Raw data
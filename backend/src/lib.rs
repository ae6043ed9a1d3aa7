//! # Savvy Backend
//!
//! HTTP server for the Savvy personal-finance assistant. It owns the Gemini
//! credential and the conversation, so the browser never talks to the model
//! directly.
//!
//! ## Architecture
//!
//! ```text
//! UI Layer (Yew frontend)
//!     ↓
//! IO Layer (REST API, handlers)
//!     ↓
//! Domain Layer (chat controller, expense service)
//!     ↓
//! Storage Layer (in-memory)        Gemini REST API
//! ```

pub mod config;
pub mod domain;
pub mod io;
pub mod storage;

use std::sync::Arc;

use anyhow::{Context, Result};
use axum::{
    http::{HeaderValue, Method},
    routing::{delete, get, post, put},
    Router,
};
use tower_http::cors::{Any, CorsLayer};
use tower_http::services::ServeDir;
use tracing::info;

pub use config::AppConfig;
use domain::{ChatService, ChatTransport, ExpenseService, GeminiSession};

/// Main application state that holds all services
#[derive(Clone)]
pub struct AppState {
    pub chat_service: ChatService,
    pub expense_service: ExpenseService,
}

/// Initialize the backend with all required services
pub fn initialize_backend(config: &AppConfig) -> AppState {
    let session = if config.has_api_key() {
        info!("Setting up chat session with model {}", config.model);
        GeminiSession::start(config.api_key.clone(), &config.model, &config.gemini_base_url)
            .map(|session| Arc::new(session) as Arc<dyn ChatTransport>)
    } else {
        None
    };

    info!("Setting up domain model");
    AppState {
        chat_service: ChatService::new(session),
        expense_service: ExpenseService::in_memory(),
    }
}

/// Create the Axum router with all routes configured
pub fn create_router(app_state: AppState, config: &AppConfig) -> Result<Router> {
    let origin = config
        .frontend_origin
        .parse::<HeaderValue>()
        .with_context(|| format!("invalid frontend origin: {}", config.frontend_origin))?;

    let cors = CorsLayer::new()
        .allow_origin(origin)
        .allow_methods([Method::GET, Method::POST, Method::PUT, Method::DELETE])
        .allow_headers(Any);

    let api_routes = Router::new()
        .route("/chat", get(io::get_chat_state))
        .route("/chat/messages", post(io::send_message))
        .route("/expenses", get(io::list_expenses).post(io::create_expense))
        .route("/expenses/categories", get(io::get_category_breakdown))
        .route("/expenses/:id", delete(io::delete_expense))
        .route("/dashboard/cash-on-hand", put(io::update_cash_on_hand))
        .route("/dashboard/debt-owed", put(io::update_debt_owed))
        .route("/logs", post(io::log_message));

    Ok(Router::new()
        .nest("/api", api_routes)
        .fallback_service(ServeDir::new(&config.static_dir))
        .layer(cors)
        .with_state(app_state))
}
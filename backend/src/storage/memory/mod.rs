pub mod expense_repository;

pub use expense_repository::InMemoryExpenseRepository;
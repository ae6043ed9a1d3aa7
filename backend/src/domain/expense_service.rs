//! Expense tracking for the dashboard view.
//!
//! Expenses are entered through the form, listed newest first and summed per
//! category for the chart. The two editable dashboard values (cash on hand and
//! debt owed) live alongside them and are independent of the chat state.

use std::sync::Arc;

use shared::{
    CategoryBreakdownResponse, CategoryTotal, CreateExpenseRequest, DashboardStats, DeleteExpenseResponse,
    Expense, ExpenseListResponse,
};
use time::format_description::well_known::Rfc3339;
use time::OffsetDateTime;
use tracing::info;

use crate::domain::models::expense::{DashboardValues, DomainExpense, ExpenseError, MAX_DESCRIPTION_LENGTH};
use crate::io::rest::mappers::ExpenseMapper;
use crate::storage::{DashboardStorage, ExpenseStorage, InMemoryExpenseRepository};

/// Storage the expense service needs
pub trait ExpenseRepository: ExpenseStorage + DashboardStorage {}

impl<T: ExpenseStorage + DashboardStorage> ExpenseRepository for T {}

#[derive(Clone)]
pub struct ExpenseService {
    repository: Arc<dyn ExpenseRepository>,
}

impl ExpenseService {
    pub fn new(repository: Arc<dyn ExpenseRepository>) -> Self {
        Self { repository }
    }

    /// Service backed by a fresh in-memory store
    pub fn in_memory() -> Self {
        Self::new(Arc::new(InMemoryExpenseRepository::new()))
    }

    pub async fn create_expense(&self, request: CreateExpenseRequest) -> Result<Expense, ExpenseError> {
        let description = request.description.trim();
        let length = description.chars().count();
        if length == 0 || length > MAX_DESCRIPTION_LENGTH {
            return Err(ExpenseError::InvalidDescription);
        }
        if !request.amount.is_finite() {
            return Err(ExpenseError::NonFiniteValue);
        }
        if request.amount <= 0.0 {
            return Err(ExpenseError::AmountNotPositive);
        }

        let created_at = OffsetDateTime::now_utc()
            .format(&Rfc3339)
            .map_err(|e| ExpenseError::Storage(e.into()))?;

        let expense = DomainExpense {
            id: self.repository.next_expense_id().await?,
            description: description.to_string(),
            amount: request.amount,
            category: request.category,
            created_at,
        };
        self.repository.store_expense(&expense).await?;

        info!(
            "Created expense {} ({} {:.2})",
            expense.id,
            expense.category.key(),
            expense.amount
        );
        Ok(ExpenseMapper::to_dto(expense))
    }

    pub async fn list_expenses(&self) -> Result<ExpenseListResponse, ExpenseError> {
        let mut expenses = self.repository.list_expenses().await?;
        expenses.reverse();
        let stats = self.stats_for(&expenses).await?;

        Ok(ExpenseListResponse {
            expenses: expenses.into_iter().map(ExpenseMapper::to_dto).collect(),
            stats,
        })
    }

    pub async fn delete_expense(&self, expense_id: u64) -> Result<DeleteExpenseResponse, ExpenseError> {
        if !self.repository.delete_expense(expense_id).await? {
            return Err(ExpenseError::NotFound(expense_id));
        }

        info!("Deleted expense {}", expense_id);
        Ok(DeleteExpenseResponse {
            deleted_id: expense_id,
            success_message: format!("Expense {} deleted", expense_id),
        })
    }

    /// Totals per category, in order of each category's first appearance
    pub async fn category_breakdown(&self) -> Result<CategoryBreakdownResponse, ExpenseError> {
        let expenses = self.repository.list_expenses().await?;

        let mut categories: Vec<CategoryTotal> = Vec::new();
        for expense in expenses {
            match categories.iter_mut().find(|entry| entry.category == expense.category) {
                Some(entry) => entry.total += expense.amount,
                None => categories.push(CategoryTotal {
                    category: expense.category,
                    total: expense.amount,
                }),
            }
        }

        Ok(CategoryBreakdownResponse { categories })
    }

    pub async fn set_cash_on_hand(&self, value: f64) -> Result<DashboardStats, ExpenseError> {
        self.update_dashboard(value, |values| values.cash_on_hand = value).await
    }

    pub async fn set_debt_owed(&self, value: f64) -> Result<DashboardStats, ExpenseError> {
        self.update_dashboard(value, |values| values.debt_owed = value).await
    }

    async fn update_dashboard(
        &self,
        value: f64,
        apply: impl FnOnce(&mut DashboardValues),
    ) -> Result<DashboardStats, ExpenseError> {
        if !value.is_finite() {
            return Err(ExpenseError::NonFiniteValue);
        }

        let mut values = self.repository.get_dashboard_values().await?;
        apply(&mut values);
        self.repository.store_dashboard_values(&values).await?;

        let expenses = self.repository.list_expenses().await?;
        self.stats_for(&expenses).await
    }

    async fn stats_for(&self, expenses: &[DomainExpense]) -> Result<DashboardStats, ExpenseError> {
        let values = self.repository.get_dashboard_values().await?;
        Ok(DashboardStats {
            total_expenses: expenses.iter().map(|expense| expense.amount).sum(),
            transaction_count: expenses.len(),
            cash_on_hand: values.cash_on_hand,
            debt_owed: values.debt_owed,
        })
    }
}

#[cfg(test)]
mod tests {
    use super::*;
    use shared::ExpenseCategory;

    fn request(description: &str, amount: f64, category: ExpenseCategory) -> CreateExpenseRequest {
        CreateExpenseRequest {
            description: description.to_string(),
            amount,
            category,
        }
    }

    #[tokio::test]
    async fn test_create_expense_basic() {
        let service = ExpenseService::in_memory();

        let expense = service
            .create_expense(request("  קניות בסופר ", 120.5, ExpenseCategory::Groceries))
            .await
            .unwrap();

        assert_eq!(expense.id, 1);
        assert_eq!(expense.description, "קניות בסופר");
        assert_eq!(expense.amount, 120.5);
        assert_eq!(expense.category, ExpenseCategory::Groceries);
        assert!(OffsetDateTime::parse(&expense.date, &Rfc3339).is_ok());
    }

    #[tokio::test]
    async fn test_create_expense_validation() {
        let service = ExpenseService::in_memory();

        let empty = service.create_expense(request("   ", 10.0, ExpenseCategory::Other)).await;
        assert!(matches!(empty, Err(ExpenseError::InvalidDescription)));

        let too_long = "א".repeat(MAX_DESCRIPTION_LENGTH + 1);
        let long = service.create_expense(request(&too_long, 10.0, ExpenseCategory::Other)).await;
        assert!(matches!(long, Err(ExpenseError::InvalidDescription)));

        let longest = "א".repeat(MAX_DESCRIPTION_LENGTH);
        assert!(service.create_expense(request(&longest, 10.0, ExpenseCategory::Other)).await.is_ok());

        let zero = service.create_expense(request("קפה", 0.0, ExpenseCategory::Other)).await;
        assert!(matches!(zero, Err(ExpenseError::AmountNotPositive)));

        let negative = service.create_expense(request("קפה", -3.0, ExpenseCategory::Other)).await;
        assert!(matches!(negative, Err(ExpenseError::AmountNotPositive)));

        let nan = service.create_expense(request("קפה", f64::NAN, ExpenseCategory::Other)).await;
        assert!(matches!(nan, Err(ExpenseError::NonFiniteValue)));
    }

    #[tokio::test]
    async fn test_list_expenses_newest_first_with_stats() {
        let service = ExpenseService::in_memory();
        service.create_expense(request("לחם", 12.0, ExpenseCategory::Groceries)).await.unwrap();
        service.create_expense(request("רב-קו", 30.0, ExpenseCategory::Transport)).await.unwrap();
        service.create_expense(request("סרט", 45.0, ExpenseCategory::Entertainment)).await.unwrap();

        let listing = service.list_expenses().await.unwrap();

        let ids: Vec<u64> = listing.expenses.iter().map(|expense| expense.id).collect();
        assert_eq!(ids, vec![3, 2, 1]);
        assert_eq!(listing.stats.transaction_count, 3);
        assert_eq!(listing.stats.total_expenses, 87.0);
        assert_eq!(listing.stats.cash_on_hand, 0.0);
    }

    #[tokio::test]
    async fn test_delete_expense() {
        let service = ExpenseService::in_memory();
        service.create_expense(request("לחם", 12.0, ExpenseCategory::Groceries)).await.unwrap();
        service.create_expense(request("חשמל", 300.0, ExpenseCategory::Utilities)).await.unwrap();

        let response = service.delete_expense(1).await.unwrap();
        assert_eq!(response.deleted_id, 1);

        let missing = service.delete_expense(1).await;
        assert!(matches!(missing, Err(ExpenseError::NotFound(1))));

        let listing = service.list_expenses().await.unwrap();
        assert_eq!(listing.expenses.len(), 1);
        assert_eq!(listing.stats.total_expenses, 300.0);
    }

    #[tokio::test]
    async fn test_ids_are_not_reused_after_delete() {
        let service = ExpenseService::in_memory();
        service.create_expense(request("א", 1.0, ExpenseCategory::Other)).await.unwrap();
        service.delete_expense(1).await.unwrap();

        let next = service.create_expense(request("ב", 1.0, ExpenseCategory::Other)).await.unwrap();

        assert_eq!(next.id, 2);
    }

    #[tokio::test]
    async fn test_category_breakdown_in_order_of_first_appearance() {
        let service = ExpenseService::in_memory();
        service.create_expense(request("מונית", 50.0, ExpenseCategory::Transport)).await.unwrap();
        service.create_expense(request("ירקות", 20.0, ExpenseCategory::Groceries)).await.unwrap();
        service.create_expense(request("אוטובוס", 6.0, ExpenseCategory::Transport)).await.unwrap();

        let breakdown = service.category_breakdown().await.unwrap();

        assert_eq!(
            breakdown.categories,
            vec![
                CategoryTotal {
                    category: ExpenseCategory::Transport,
                    total: 56.0
                },
                CategoryTotal {
                    category: ExpenseCategory::Groceries,
                    total: 20.0
                },
            ]
        );
    }

    #[tokio::test]
    async fn test_category_breakdown_empty() {
        let service = ExpenseService::in_memory();

        assert!(service.category_breakdown().await.unwrap().categories.is_empty());
    }

    #[tokio::test]
    async fn test_dashboard_values() {
        let service = ExpenseService::in_memory();
        service.create_expense(request("שכירות", 3500.0, ExpenseCategory::Rent)).await.unwrap();

        let stats = service.set_cash_on_hand(820.0).await.unwrap();
        assert_eq!(stats.cash_on_hand, 820.0);
        assert_eq!(stats.total_expenses, 3500.0);

        let stats = service.set_debt_owed(-15.0).await.unwrap();
        assert_eq!(stats.cash_on_hand, 820.0);
        assert_eq!(stats.debt_owed, -15.0);

        let rejected = service.set_cash_on_hand(f64::INFINITY).await;
        assert!(matches!(rejected, Err(ExpenseError::NonFiniteValue)));
        assert_eq!(service.list_expenses().await.unwrap().stats.cash_on_hand, 820.0);
    }
}
// openqmc

//! An efficient implementation of Owen scrambled Sobol sequences, used
//! to construct the higher level sampler types. The method is Brent
//! Burley's hash based construction from "Practical Hash-based Owen
//! Scrambling", with the index limited to 16 bits, pre-inverted input
//! and output matrices, and optional use of CPU vector intrinsics for
//! the matrix-vector product.

use crate::core::bits::{reverse_bits_16, reverse_bits_32, rotate_bytes};
use crate::core::permute::{laine_karras_permutation, reverse_and_shuffle, shuffle};

#[rustfmt::skip]
const MASKS: [u16; 16] = [
    0b0000_0000_0000_0001,
    0b0000_0000_0000_0010,
    0b0000_0000_0000_0100,
    0b0000_0000_0000_1000,
    0b0000_0000_0001_0000,
    0b0000_0000_0010_0000,
    0b0000_0000_0100_0000,
    0b0000_0000_1000_0000,
    0b0000_0001_0000_0000,
    0b0000_0010_0000_0000,
    0b0000_0100_0000_0000,
    0b0000_1000_0000_0000,
    0b0001_0000_0000_0000,
    0b0010_0000_0000_0000,
    0b0100_0000_0000_0000,
    0b1000_0000_0000_0000,
];

// Direction vectors for the first four dimensions, rows selected by the
// set bits of a reversed index. The first matrix is the bit reversal
// itself and is served by a cheaper dedicated path.
#[rustfmt::skip]
const DIRECTIONS: [[u16; 16]; 4] = [
    [
    0b1000_0000_0000_0000,
    0b0100_0000_0000_0000,
    0b0010_0000_0000_0000,
    0b0001_0000_0000_0000,
    0b0000_1000_0000_0000,
    0b0000_0100_0000_0000,
    0b0000_0010_0000_0000,
    0b0000_0001_0000_0000,
    0b0000_0000_1000_0000,
    0b0000_0000_0100_0000,
    0b0000_0000_0010_0000,
    0b0000_0000_0001_0000,
    0b0000_0000_0000_1000,
    0b0000_0000_0000_0100,
    0b0000_0000_0000_0010,
    0b0000_0000_0000_0001,
    ],

    [
    0b1111_1111_1111_1111,
    0b0101_0101_0101_0101,
    0b0011_0011_0011_0011,
    0b0001_0001_0001_0001,
    0b0000_1111_0000_1111,
    0b0000_0101_0000_0101,
    0b0000_0011_0000_0011,
    0b0000_0001_0000_0001,
    0b0000_0000_1111_1111,
    0b0000_0000_0101_0101,
    0b0000_0000_0011_0011,
    0b0000_0000_0001_0001,
    0b0000_0000_0000_1111,
    0b0000_0000_0000_0101,
    0b0000_0000_0000_0011,
    0b0000_0000_0000_0001,
    ],

    [
    0b1010_1010_0000_1001,
    0b0111_0111_0000_0110,
    0b0011_1001_0000_0011,
    0b0001_0110_0000_0001,
    0b0000_1001_1010_1010,
    0b0000_0110_0111_0111,
    0b0000_0011_0011_1001,
    0b0000_0001_0001_0110,
    0b0000_0000_1010_0011,
    0b0000_0000_0111_0001,
    0b0000_0000_0011_1010,
    0b0000_0000_0001_0111,
    0b0000_0000_0000_1001,
    0b0000_0000_0000_0110,
    0b0000_0000_0000_0011,
    0b0000_0000_0000_0001,
    ],

    [
    0b1010_0000_1100_0011,
    0b0100_0000_0100_0001,
    0b0011_0000_0010_1101,
    0b0001_0000_0001_1110,
    0b0000_1011_0110_0111,
    0b0000_0111_1001_1010,
    0b0000_0010_1010_0100,
    0b0000_0001_0001_1011,
    0b0000_0000_1100_1001,
    0b0000_0000_0100_0101,
    0b0000_0000_0010_1110,
    0b0000_0000_0001_1111,
    0b0000_0000_0000_1010,
    0b0000_0000_0000_0100,
    0b0000_0000_0000_0011,
    0b0000_0000_0000_0001,
    ],
];

/// Reference path for the matrix-vector product. The vector paths below
/// must stay bit-identical with this loop.
#[allow(dead_code)]
fn matrix_product_scalar(index: u16, matrix: &[u16; 16]) -> u16 {
    let mut sample: u16 = 0;
    for i in 0..16 {
        if index & MASKS[i] != 0 {
            sample ^= matrix[i];
        }
    }

    sample
}

#[cfg(all(target_arch = "x86_64", target_feature = "avx2"))]
mod avx2 {
    use std::arch::x86_64::*;

    #[inline]
    pub unsafe fn matrix_product(index: u16, masks: &[u16; 16], matrix: &[u16; 16]) -> u16 {
        let zero = _mm256_setzero_si256();
        let splat = _mm256_set1_epi16(index as i16);

        let mask = _mm256_loadu_si256(masks.as_ptr() as *const __m256i);
        let column = _mm256_loadu_si256(matrix.as_ptr() as *const __m256i);

        let masked = _mm256_and_si256(splat, mask);
        let cond = _mm256_cmpeq_epi16(masked, zero);

        let mut bits = _mm256_andnot_si256(cond, column);

        bits = _mm256_xor_si256(bits, _mm256_srli_si256::<2>(bits));
        bits = _mm256_xor_si256(bits, _mm256_srli_si256::<4>(bits));
        bits = _mm256_xor_si256(bits, _mm256_srli_si256::<8>(bits));

        // The byte shifts above fold within each 128 bit lane, so the
        // two lane sums are combined at the end.
        (_mm256_extract_epi16::<0>(bits) ^ _mm256_extract_epi16::<8>(bits)) as u16
    }
}

#[cfg(all(target_arch = "x86_64", not(target_feature = "avx2")))]
mod sse2 {
    use std::arch::x86_64::*;

    #[inline]
    pub unsafe fn matrix_product(index: u16, masks: &[u16; 16], matrix: &[u16; 16]) -> u16 {
        let zero = _mm_setzero_si128();
        let splat = _mm_set1_epi16(index as i16);

        let mut bits = zero;
        let mut i = 0;
        while i < 16 {
            let mask = _mm_loadu_si128(masks.as_ptr().add(i) as *const __m128i);
            let column = _mm_loadu_si128(matrix.as_ptr().add(i) as *const __m128i);

            let masked = _mm_and_si128(splat, mask);
            let cond = _mm_cmpeq_epi16(masked, zero);

            bits = _mm_xor_si128(bits, _mm_andnot_si128(cond, column));

            i += 8;
        }

        bits = _mm_xor_si128(bits, _mm_srli_si128::<2>(bits));
        bits = _mm_xor_si128(bits, _mm_srli_si128::<4>(bits));
        bits = _mm_xor_si128(bits, _mm_srli_si128::<8>(bits));

        _mm_extract_epi16::<0>(bits) as u16
    }
}

#[cfg(target_arch = "aarch64")]
mod neon {
    use std::arch::aarch64::*;

    #[inline]
    pub unsafe fn matrix_product(index: u16, masks: &[u16; 16], matrix: &[u16; 16]) -> u16 {
        let zero = vdupq_n_u16(0);
        let splat = vdupq_n_u16(index);

        let mut bits = zero;
        let mut i = 0;
        while i < 16 {
            let mask = vld1q_u16(masks.as_ptr().add(i));
            let column = vld1q_u16(matrix.as_ptr().add(i));

            let masked = vandq_u16(splat, mask);
            let cond = vceqq_u16(masked, zero);

            bits = veorq_u16(bits, vandq_u16(vmvnq_u16(cond), column));

            i += 8;
        }

        bits = veorq_u16(bits, vextq_u16::<1>(bits, zero));
        bits = veorq_u16(bits, vextq_u16::<2>(bits, zero));
        bits = veorq_u16(bits, vextq_u16::<4>(bits, zero));

        vgetq_lane_u16::<0>(bits)
    }
}

/// Compute a Sobol sequence value at an index with reversed bits.
///
/// Given a 16 bit index, where the order of bits in the index has been
/// reversed, compute a Sobol sequence value to 16 bits of precision for
/// a given dimension. Dimensions must be within the range `[0, 4)`.
pub fn sobol_reversed_index(index: u16, dimension: usize) -> u16 {
    debug_assert!(dimension <= 3);

    if dimension == 0 {
        return reverse_bits_16(index);
    }

    let matrix = &DIRECTIONS[dimension];

    #[cfg(all(target_arch = "x86_64", target_feature = "avx2"))]
    return unsafe { avx2::matrix_product(index, &MASKS, matrix) };

    #[cfg(all(target_arch = "x86_64", not(target_feature = "avx2")))]
    return unsafe { sse2::matrix_product(index, &MASKS, matrix) };

    #[cfg(target_arch = "aarch64")]
    return unsafe { neon::matrix_product(index, &MASKS, matrix) };

    #[cfg(not(any(target_arch = "x86_64", target_arch = "aarch64")))]
    return matrix_product_scalar(index, matrix);
}

/// Permute an input integer and reverse the bits. Equivalent to an Owen
/// scramble when the input bits are already reversed. Randomised with a
/// seed value.
pub const fn scramble_and_reverse(value: u32, seed: u32) -> u32 {
    reverse_bits_32(laine_karras_permutation(value, seed))
}

/// Compute a randomised Sobol sequence value.
///
/// Given an index and a seed, compute an Owen scrambled Sobol sequence
/// value of up to four dimensions. The index is shuffled in a manner
/// that is progressive friendly. For a given sequence the seed must be
/// constant. Indices of 2^16 and beyond repeat values.
pub fn shuffled_scrambled_sobol<const DEPTH: usize>(index: u32, seed: u32) -> [u32; DEPTH] {
    const {
        assert!(DEPTH >= 1, "pattern depth is greater or equal to one");
        assert!(DEPTH <= 4, "pattern depth is less or equal to four");
    }

    let index = reverse_and_shuffle(index, seed);

    let mut sample = [0_u32; DEPTH];
    for i in 0..DEPTH {
        let value = sobol_reversed_index((index >> 16) as u16, i) as u32;
        sample[i] = scramble_and_reverse(value, rotate_bytes(seed, i as u32));
    }

    sample
}

/// Plain Sobol sequence value at a natural order index.
pub fn sobol(index: u32, dimension: usize) -> u32 {
    let reversed = reverse_bits_32(index);
    let value = sobol_reversed_index((reversed >> 16) as u16, dimension) as u32;

    reverse_bits_32(value)
}

// Fifth Sobol dimension, kept out of the sample dimensions and reserved
// for index partitioning below.
#[rustfmt::skip]
const MATRIX_5: [u16; 16] = [
    0b1000_0000_0000_0000,
    0b0100_0000_0000_0000,
    0b0010_0000_0000_0000,
    0b1011_0000_0000_0000,
    0b1111_1000_0000_0000,
    0b1101_1100_0000_0000,
    0b0111_1010_0000_0000,
    0b1001_1101_0000_0000,
    0b0101_1010_1000_0000,
    0b0010_1111_1100_0000,
    0b1010_0001_0110_0000,
    0b1111_0000_1011_0000,
    0b1101_1010_1000_1000,
    0b0110_1111_1100_0100,
    0b1000_0001_0110_0010,
    0b0100_0000_1011_1011,
];

/// Sobol sequence value for dimension five, to 16 bits of precision.
pub const fn sobol_dimension_5(index: u16) -> u16 {
    let mut sample: u16 = 0;
    let mut i = 0;
    while i < 16 {
        if index & MASKS[i] != 0 {
            sample ^= MATRIX_5[i];
        }
        i += 1;
    }

    sample
}

/// Invert a dimension five sequence value back to its index.
pub const fn sobol_dimension_5_inv(sample: u16) -> u16 {
    let mut sample: u16 = sample;
    let mut index: u16 = 0;
    let mut i: i32 = 16 - 1;
    while i >= 0 {
        // Inverted masks select from the most significant bit down.
        if sample & (0x8000 >> i) != 0 {
            index |= MASKS[i as usize];
            sample ^= MATRIX_5[i as usize];
        }
        i -= 1;
    }
    debug_assert!(sample == 0);

    index
}

/// Compute the sequence index of an element within a partition.
///
/// Method by Keller and Gruenschloss, described in "Parallel
/// Quasi-Monte Carlo Integration by Partitioning Low Discrepancy
/// Sequences". Elements of a partition enumerate the subset of the
/// sequence whose dimension five values fall into that partition's
/// slice of the unit interval.
pub const fn sobol_partition_index(index: u16, log2_npartitions: u32, partition: u32) -> u16 {
    debug_assert!(log2_npartitions <= 16);
    debug_assert!(partition < 1 << log2_npartitions);

    let n: u32 = 1 << log2_npartitions;

    let ln: u32 = index as u32 * n;
    let yl: u32 = sobol_dimension_5(ln as u16) as u32;

    let keep: u32 = !((1_u32 << (16 - log2_npartitions)) - 1);
    let sum: u32 = (partition << (16 - log2_npartitions)) ^ (yl & keep);

    let kjl: u32 = sobol_dimension_5_inv(sum as u16) as u32;

    (ln + kjl) as u16
}

/// Compute a randomised Sobol sequence value from a partition.
///
/// As `shuffled_scrambled_sobol`, but drawing the elements of one of
/// `2^log2_npartitions` partitions of the sequence. The partition label
/// itself is shuffled so that related labels stay uncorrelated.
pub fn partitioned_scrambled_sobol<const DEPTH: usize>(
    index: u32,
    seed: u32,
    partition: u32,
    log2_npartitions: u32,
) -> [u32; DEPTH] {
    const {
        assert!(DEPTH >= 1, "pattern depth is greater or equal to one");
        assert!(DEPTH <= 4, "pattern depth is less or equal to four");
    }

    let mask: u32 = (1 << log2_npartitions) - 1;
    let partition = shuffle(partition, seed) & mask;

    let index = shuffle(index, seed);
    let index = sobol_partition_index(index as u16, log2_npartitions, partition) as u32;

    let mut sample = [0_u32; DEPTH];
    for i in 0..DEPTH {
        sample[i] = shuffle(sobol(index, i), rotate_bytes(seed, i as u32));
    }

    sample
}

Your assignment
What is the number of lines in the data that include the word "CategoryTotal"? State only that number.

Written solution
5